Dixe Wills is an author and journalist, mostly writing green travel pieces for The Guardian. His previous books are The Z-Z of Great Britain, Places to Hide in England, Scotland and Wales, New World Order, and The Armchair Naturalist (as Johnson P. Johnson), all published by Icon Books.

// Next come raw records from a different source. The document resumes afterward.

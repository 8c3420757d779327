use crate::cache::{CacheOptions, ReplicatedCache};
use crate::index::{IndexHandle, IndexKind};
use legacy_db::schema::{Nation, NationRelation, RelationLevel};
use legacy_db::{Database, Oid};
use std::ops::Deref;
use std::sync::Arc;

/// Directed nation relations, one record per `(nation, other)` pair.
#[derive(Clone)]
pub struct RelationCache {
    cache: ReplicatedCache<NationRelation>,
    by_nation: IndexHandle<NationRelation, Oid<Nation>>,
    by_other: IndexHandle<NationRelation, Oid<Nation>>,
    by_pair: IndexHandle<NationRelation, (Oid<Nation>, Oid<Nation>)>,
}

impl RelationCache {
    pub fn new(db: &Database, options: CacheOptions) -> Self {
        let cache = ReplicatedCache::with_options(db, "RelationCache", options);
        let by_nation = cache.add_index("nation", IndexKind::Hash, |r: &NationRelation| r.nation_id);
        let by_other = cache.add_index("other", IndexKind::Hash, |r: &NationRelation| r.other_id);
        let by_pair = cache.add_index("pair", IndexKind::Unique, |r: &NationRelation| (r.nation_id, r.other_id));
        Self {
            cache,
            by_nation,
            by_other,
            by_pair,
        }
    }

    pub fn record(&self, nation: Oid<Nation>, other: Oid<Nation>) -> Option<Arc<NationRelation>> {
        self.cache.query_first(&self.by_pair, &(nation, other))
    }

    /// The effective relation between two nations. A nation is always
    /// `Nation` to itself; pairs without a record are `None`.
    pub fn relation(&self, nation: Oid<Nation>, other: Oid<Nation>) -> RelationLevel {
        if nation == other {
            return RelationLevel::Nation;
        }
        self.record(nation, other)
            .map(|r| r.actual)
            .unwrap_or_default()
    }

    /// What `nation` wishes its relation with `other` to be.
    pub fn wish(&self, nation: Oid<Nation>, other: Oid<Nation>) -> RelationLevel {
        if nation == other {
            return RelationLevel::Nation;
        }
        self.record(nation, other).map(|r| r.wish).unwrap_or_default()
    }

    /// Relations held by `nation` toward others.
    pub fn relations_of(&self, nation: Oid<Nation>) -> Vec<Arc<NationRelation>> {
        self.cache.query(&self.by_nation, &nation)
    }

    /// Relations other nations hold toward `nation`.
    pub fn relations_toward(&self, nation: Oid<Nation>) -> Vec<Arc<NationRelation>> {
        self.cache.query(&self.by_other, &nation)
    }
}

impl Deref for RelationCache {
    type Target = ReplicatedCache<NationRelation>;

    fn deref(&self) -> &Self::Target {
        &self.cache
    }
}
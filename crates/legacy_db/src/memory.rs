//! # In-Process Store
//!
//! [`MemoryStore`] is a complete [`StoreClient`] that keeps every collection in
//! memory. It is what the server runs against when no external database is
//! configured, and what every test in the workspace uses.
//!
//! ## Transactions
//!
//! A transaction holds the store lock for its whole duration and stages its
//! writes in an overlay. Reads inside the transaction see the overlay first.
//! Only when the body returns `Ok` is the overlay applied, and only then are
//! change events published: one per affected id, classified by comparing the
//! document before and after the transaction. A document written back
//! unchanged produces no event.
//!
//! ## Change feeds
//!
//! Each collection owns a bounded [`broadcast`] channel. Subscribers that fall
//! behind observe a lag error and are expected to resynchronise from a bulk
//! read.

use crate::error::DbError;
use crate::store::{ChangeKind, Document, RawChange, Session, StoreClient};
use compact_str::CompactString;
use dashmap::DashMap;
use parking_lot::Mutex;
use std::collections::{BTreeMap, HashMap};
use std::sync::atomic::{AtomicBool, Ordering};
use tokio::sync::broadcast;
use tracing::{debug, info, trace};
use uuid::Uuid;

/// Default number of buffered events per collection feed.
pub const DEFAULT_FEED_CAPACITY: usize = 1024;

type CollectionData = BTreeMap<Uuid, Document>;

/// An in-memory document store with transactions and change feeds.
pub struct MemoryStore {
    name: CompactString,
    data: Mutex<HashMap<CompactString, CollectionData>>,
    feeds: DashMap<CompactString, broadcast::Sender<RawChange>>,
    feed_capacity: usize,
    closed: AtomicBool,
}

impl MemoryStore {
    pub fn new(name: impl Into<CompactString>) -> Self {
        Self::with_feed_capacity(name, DEFAULT_FEED_CAPACITY)
    }

    /// Creates a store whose change feeds buffer at most `feed_capacity`
    /// events before slow subscribers start lagging.
    pub fn with_feed_capacity(name: impl Into<CompactString>, feed_capacity: usize) -> Self {
        let name = name.into();
        info!("🗄️ Opening in-memory store '{}' (feed capacity {})", name, feed_capacity);
        Self {
            name,
            data: Mutex::new(HashMap::new()),
            feeds: DashMap::new(),
            feed_capacity: feed_capacity.max(1),
            closed: AtomicBool::new(false),
        }
    }

    /// Number of documents currently stored in `collection`.
    pub fn count(&self, collection: &str) -> usize {
        self.data.lock().get(collection).map_or(0, BTreeMap::len)
    }

    /// Closes the store. Every open change feed ends and further calls fail
    /// with [`DbError::Closed`].
    pub fn shutdown(&self) {
        if self.closed.swap(true, Ordering::SeqCst) {
            return;
        }
        self.feeds.clear();
        info!("🗄️ Store '{}' closed", self.name);
    }

    pub fn is_closed(&self) -> bool {
        self.closed.load(Ordering::SeqCst)
    }

    fn check_open(&self) -> Result<(), DbError> {
        if self.is_closed() {
            Err(DbError::Closed)
        } else {
            Ok(())
        }
    }

    fn publish(&self, change: RawChange) {
        if let Some(feed) = self.feeds.get(change.collection.as_str()) {
            trace!(
                collection = %change.collection,
                id = %change.id,
                kind = ?change.kind,
                "publishing change"
            );
            // No receivers is fine; nobody is watching this collection yet.
            let _ = feed.send(change);
        }
    }
}

impl StoreClient for MemoryStore {
    fn name(&self) -> &str {
        &self.name
    }

    fn find_all(&self, collection: &str) -> Result<Vec<(Uuid, Document)>, DbError> {
        self.check_open()?;
        let data = self.data.lock();
        Ok(data
            .get(collection)
            .map(|docs| docs.iter().map(|(id, doc)| (*id, doc.clone())).collect())
            .unwrap_or_default())
    }

    fn find_by_id(&self, collection: &str, id: Uuid) -> Result<Option<Document>, DbError> {
        self.check_open()?;
        let data = self.data.lock();
        Ok(data.get(collection).and_then(|docs| docs.get(&id)).cloned())
    }

    fn transaction(
        &self,
        body: &mut dyn FnMut(&mut dyn Session) -> Result<(), DbError>,
    ) -> Result<(), DbError> {
        self.check_open()?;
        let mut data = self.data.lock();

        let staged = {
            let mut session = MemorySession {
                committed: &*data,
                staged: BTreeMap::new(),
            };
            body(&mut session)?;
            session.staged
        };

        let mut changes = Vec::new();
        for ((collection, id), after) in staged {
            let docs = data.entry(collection.clone()).or_default();
            let before = docs.get(&id);
            let kind = match (before, &after) {
                (None, Some(_)) => ChangeKind::Insert,
                (Some(old), Some(new)) if old != new => ChangeKind::Update,
                (Some(_), None) => ChangeKind::Delete,
                _ => continue,
            };
            match &after {
                Some(doc) => {
                    docs.insert(id, doc.clone());
                }
                None => {
                    docs.remove(&id);
                }
            }
            changes.push(RawChange {
                collection,
                kind,
                id,
                document: after,
            });
        }

        debug!("🗄️ Committed transaction with {} change(s)", changes.len());

        // Published while the lock is held so feed order matches commit order.
        for change in changes {
            self.publish(change);
        }
        Ok(())
    }

    fn watch(&self, collection: &str) -> Result<broadcast::Receiver<RawChange>, DbError> {
        self.check_open()?;
        let feed = self
            .feeds
            .entry(CompactString::from(collection))
            .or_insert_with(|| broadcast::channel(self.feed_capacity).0);
        Ok(feed.subscribe())
    }
}

/// Overlay of writes staged by one transaction. `None` marks a deletion.
struct MemorySession<'a> {
    committed: &'a HashMap<CompactString, CollectionData>,
    staged: BTreeMap<(CompactString, Uuid), Option<Document>>,
}

impl MemorySession<'_> {
    fn current(&self, collection: &str, id: Uuid) -> Option<&Document> {
        match self.staged.get(&(CompactString::from(collection), id)) {
            Some(staged) => staged.as_ref(),
            None => self.committed.get(collection).and_then(|docs| docs.get(&id)),
        }
    }
}

impl Session for MemorySession<'_> {
    fn find_all(&self, collection: &str) -> Result<Vec<(Uuid, Document)>, DbError> {
        let mut merged: BTreeMap<Uuid, &Document> = self
            .committed
            .get(collection)
            .map(|docs| docs.iter().map(|(id, doc)| (*id, doc)).collect())
            .unwrap_or_default();

        for ((staged_collection, id), staged) in &self.staged {
            if staged_collection.as_str() != collection {
                continue;
            }
            match staged {
                Some(doc) => {
                    merged.insert(*id, doc);
                }
                None => {
                    merged.remove(id);
                }
            }
        }

        Ok(merged.into_iter().map(|(id, doc)| (id, doc.clone())).collect())
    }

    fn find_by_id(&self, collection: &str, id: Uuid) -> Result<Option<Document>, DbError> {
        Ok(self.current(collection, id).cloned())
    }

    fn insert(&mut self, collection: &str, id: Uuid, document: Document) -> Result<(), DbError> {
        if self.current(collection, id).is_some() {
            return Err(DbError::Duplicate {
                collection: collection.to_string(),
                id: id.to_string(),
            });
        }
        self.staged
            .insert((CompactString::from(collection), id), Some(document));
        Ok(())
    }

    fn replace(&mut self, collection: &str, id: Uuid, document: Document) -> Result<(), DbError> {
        if self.current(collection, id).is_none() {
            return Err(DbError::not_found(collection, id));
        }
        self.staged
            .insert((CompactString::from(collection), id), Some(document));
        Ok(())
    }

    fn delete(&mut self, collection: &str, id: Uuid) -> Result<bool, DbError> {
        if self.current(collection, id).is_none() {
            return Ok(false);
        }
        self.staged.insert((CompactString::from(collection), id), None);
        Ok(true)
    }
}

#[cfg(test)]
mod tests {
    use super::*;
    use serde_json::json;

    fn insert(store: &MemoryStore, collection: &str, id: Uuid, doc: Document) {
        store
            .transaction(&mut |session| session.insert(collection, id, doc.clone()))
            .unwrap();
    }

    #[test]
    fn failed_transaction_leaves_no_trace() {
        let store = MemoryStore::new("test");
        let mut feed = store.watch("things").unwrap();
        let id = Uuid::now_v7();

        let result = store.transaction(&mut |session| {
            session.insert("things", id, json!({"_id": id, "n": 1}))?;
            Err(DbError::stale("nope"))
        });

        assert!(matches!(result, Err(DbError::StaleWrite(_))));
        assert_eq!(store.count("things"), 0);
        assert!(feed.try_recv().is_err());
    }

    #[test]
    fn reads_inside_transaction_see_staged_writes() {
        let store = MemoryStore::new("test");
        let id = Uuid::now_v7();
        insert(&store, "things", id, json!({"_id": id, "n": 1}));

        store
            .transaction(&mut |session| {
                session.replace("things", id, json!({"_id": id, "n": 2}))?;
                let seen = session.find_by_id("things", id)?;
                assert_eq!(seen, Some(json!({"_id": id, "n": 2})));
                assert!(session.delete("things", id)?);
                assert!(session.find_all("things")?.is_empty());
                Ok(())
            })
            .unwrap();

        assert_eq!(store.count("things"), 0);
    }

    #[test]
    fn one_event_per_affected_id() {
        let store = MemoryStore::new("test");
        let a = Uuid::now_v7();
        let b = Uuid::now_v7();
        insert(&store, "things", a, json!({"_id": a, "n": 1}));

        let mut feed = store.watch("things").unwrap();
        store
            .transaction(&mut |session| {
                session.replace("things", a, json!({"_id": a, "n": 2}))?;
                session.replace("things", a, json!({"_id": a, "n": 3}))?;
                session.insert("things", b, json!({"_id": b}))?;
                session.delete("things", b)?;
                Ok(())
            })
            .unwrap();

        let change = feed.try_recv().unwrap();
        assert_eq!(change.kind, ChangeKind::Update);
        assert_eq!(change.id, a);
        assert_eq!(change.document, Some(json!({"_id": a, "n": 3})));
        // b was created and removed inside the same transaction
        assert!(feed.try_recv().is_err());
    }

    #[test]
    fn unchanged_rewrite_is_silent() {
        let store = MemoryStore::new("test");
        let id = Uuid::now_v7();
        insert(&store, "things", id, json!({"_id": id}));

        let mut feed = store.watch("things").unwrap();
        store
            .transaction(&mut |session| session.replace("things", id, json!({"_id": id})))
            .unwrap();
        assert!(feed.try_recv().is_err());
    }

    #[test]
    fn duplicate_insert_is_rejected() {
        let store = MemoryStore::new("test");
        let id = Uuid::now_v7();
        insert(&store, "things", id, json!({"_id": id}));

        let result = store.transaction(&mut |session| session.insert("things", id, json!({})));
        assert!(matches!(result, Err(DbError::Duplicate { .. })));
    }

    #[test]
    fn shutdown_closes_feeds() {
        let store = MemoryStore::new("test");
        let mut feed = store.watch("things").unwrap();
        store.shutdown();

        assert!(matches!(
            feed.try_recv(),
            Err(broadcast::error::TryRecvError::Closed)
        ));
        assert!(matches!(store.find_all("things"), Err(DbError::Closed)));
    }
}
use crate::collection::Database;
use crate::error::{ensure, DbError};
use crate::geometry::Vec3i;
use crate::object::DbObject;
use crate::oid::Oid;
use crate::schema::{name_key, same_name, Nation};
use serde::{Deserialize, Serialize};

#[derive(Debug, Clone, Copy, PartialEq, Eq, Hash, Serialize, Deserialize)]
#[serde(rename_all = "SCREAMING_SNAKE_CASE")]
pub enum Weekday {
    Monday,
    Tuesday,
    Wednesday,
    Thursday,
    Friday,
    Saturday,
    Sunday,
}

/// Daily window in which a territory's bastions may be sieged.
#[derive(Debug, Clone, Copy, PartialEq, Eq, Hash, Serialize, Deserialize)]
#[serde(rename_all = "SCREAMING_SNAKE_CASE")]
pub enum SiegePeriod {
    Period1,
    Period2,
    Period3,
}

impl SiegePeriod {
    pub fn text(&self) -> &'static str {
        match self {
            SiegePeriod::Period1 => "12:00 until 15:00",
            SiegePeriod::Period2 => "15:00 until 18:00",
            SiegePeriod::Period3 => "18:00 until 21:00",
        }
    }
}

#[derive(Debug, Clone, Copy, PartialEq, Eq, Hash, Serialize, Deserialize)]
pub struct SiegeTime {
    pub day_of_week: Weekday,
    pub period: SiegePeriod,
}

/// A capturable point inside a territory.
#[derive(Debug, Clone, PartialEq, Eq, Serialize, Deserialize)]
pub struct Bastion {
    pub name: String,
    pub x: i32,
    pub y: i32,
    pub z: i32,
    pub occupier_id: Option<Oid<Nation>>,
}

impl Bastion {
    pub fn position(&self) -> Vec3i {
        Vec3i::new(self.x, self.y, self.z)
    }
}

/// A circular area nations compete over.
#[derive(Debug, Clone, PartialEq, Eq, Serialize, Deserialize)]
pub struct Territory {
    #[serde(rename = "_id")]
    pub id: Oid<Territory>,
    pub name: String,
    pub world_name: String,
    pub x: i32,
    pub z: i32,
    pub radius: i32,
    pub siege_schedule: SiegeTime,
    #[serde(default)]
    pub nation_id: Option<Oid<Nation>>,
    #[serde(default)]
    pub bastions: Vec<Bastion>,
}

impl DbObject for Territory {
    const COLLECTION: &'static str = "territory";

    fn id(&self) -> Oid<Self> {
        self.id
    }
}

impl Territory {
    pub fn create(
        db: &Database,
        name: &str,
        world: &str,
        x: i32,
        z: i32,
        radius: i32,
        siege_time: SiegeTime,
    ) -> Result<Oid<Territory>, DbError> {
        ensure(radius > 0, || "Radius must be positive".to_string())?;
        db.trx(|tx| {
            ensure(tx.none::<Territory>(|t| same_name(&t.name, name))?, || {
                format!("A territory named {name} already exists")
            })?;
            ensure(
                tx.none::<Territory>(|t| t.world_name == world && t.x == x && t.z == z)?,
                || format!("A territory is already centered at {x},{z} in {world}"),
            )?;
            tx.insert(&Territory {
                id: Oid::new(),
                name: name.to_string(),
                world_name: world.to_string(),
                x,
                z,
                radius,
                siege_schedule: siege_time,
                nation_id: None,
                bastions: Vec::new(),
            })
        })
    }

    pub fn set_nation(db: &Database, id: Oid<Territory>, nation: Option<Oid<Nation>>) -> Result<(), DbError> {
        db.trx(|tx| {
            if let Some(nation) = nation {
                ensure(tx.exists(nation)?, || "No such nation".to_string())?;
            }
            tx.update(id, |t: &mut Territory| t.nation_id = nation).map(|_| ())
        })
    }

    /// Stores a modified snapshot, for edits such as bastion captures.
    pub fn save(db: &Database, territory: &Territory) -> Result<(), DbError> {
        db.trx(|tx| tx.save(territory))
    }

    pub fn delete(db: &Database, id: Oid<Territory>) -> Result<bool, DbError> {
        db.collection::<Territory>().delete(id)
    }

    /// The bastion closest to `point`, if the territory has any.
    pub fn nearest_bastion(&self, point: Vec3i) -> Option<&Bastion> {
        self.bastions
            .iter()
            .min_by_key(|b| b.position().distance_squared(&point))
    }

    pub fn name_key(&self) -> String {
        name_key(&self.name)
    }
}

In April 2010 his addition to the Cool Camping series, Tiny Campsites, was published by Punk Publishing. The book features 75 campsites across England, Scotland and Wales, all of an acre in size or under. Wills has said: "A small campsite will always triumph over a large one in the same way that a cosy boutique will ever prevail over a warehouse-like chain store. It's a matter of soul." His book Tiny Stations was the inspiration for the 2016 travel documentary series Paul Merton's Secret Stations.

Bibliography
 The Z-Z of Britain, 2005
 Places to Hide, 2006
 New World Order, 2007
 The Armchair Naturalist (as Johnson P. Johnson), 2007
 Tiny Campsites, 2010
 Fifty Walks in Sussex and the South Downs (with Nick Channer), 2013
 Fifty Walks in Brecon Beacons  and South Wales (with Tom Hutton), 2013
 Tiny Islands, 2013
 Tiny Stations, 2014
 At Night, 2015
 Tiny Churches, 2016
 Tiny Histories, 2017
 Tiny Britain, 2018
 Tiny Castles, 2019
 The Wisdom of Nature, 2019
 The Ultimate Bucket List, 2020

References

External links 
Dixe Wills' blog
Tiny Campsites website
Links to articles written by Dixe Wills

British travel writers
Living people
British male journalists
Year of birth missing (living people)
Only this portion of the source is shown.